Dataset excerpts:
Segment Open

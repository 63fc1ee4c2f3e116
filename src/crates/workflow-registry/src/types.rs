//! Tool and integration descriptors.

use serde::{Deserialize, Serialize};
use std::fmt;

/// Policy classification carried by every tool. Mandatory tools force a step into
/// `awaiting_approval` regardless of what the planner suggested; silent tools never
/// do; advisory tools run but attach a note for the caller.
#[derive(Debug, Clone, Copy, PartialEq, Eq, Serialize, Deserialize)]
#[serde(rename_all = "snake_case")]
pub enum ApprovalClass {
    Silent,
    Advisory,
    Mandatory,
}

impl ApprovalClass {
    pub fn as_str(&self) -> &'static str {
        match self {
            ApprovalClass::Silent => "silent",
            ApprovalClass::Advisory => "advisory",
            ApprovalClass::Mandatory => "mandatory",
        }
    }

    pub fn is_mandatory(&self) -> bool {
        matches!(self, ApprovalClass::Mandatory)
    }
}

impl fmt::Display for ApprovalClass {
    fn fmt(&self, f: &mut fmt::Formatter<'_>) -> fmt::Result {
        write!(f, "{}", self.as_str())
    }
}

/// Unknown or malformed approval-class strings default to `Mandatory`: an
/// unrecognized tool is treated as the one that needs a human in the loop, never
/// the one that runs silently.
impl From<&str> for ApprovalClass {
    fn from(value: &str) -> Self {
        match value {
            "silent" => ApprovalClass::Silent,
            "advisory" => ApprovalClass::Advisory,
            _ => ApprovalClass::Mandatory,
        }
    }
}

/// One callable capability, scoped to a single integration.
#[derive(Debug, Clone, Serialize, Deserialize)]
pub struct Tool {
    pub id: String,
    pub display_name: String,
    pub integration_id: String,
    pub approval_class: ApprovalClass,
}

/// One external integration the caller has authorized for this request (e.g. mail,
/// search, docs), identified by the bearer token bag passed into `build`.
#[derive(Debug, Clone, Serialize, Deserialize)]
pub struct Integration {
    pub id: String,
    pub display_name: String,
    pub icon_id: String,
    pub tool_count: usize,
    pub approval_class: ApprovalClass,
}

Segment Closed

### HOW TO COMPLETE THIS TASK
Take every line above that includes "impl" and list it.

### ANSWER SPACE
impl ApprovalClass {
impl fmt::Display for ApprovalClass {
impl From<&str> for ApprovalClass {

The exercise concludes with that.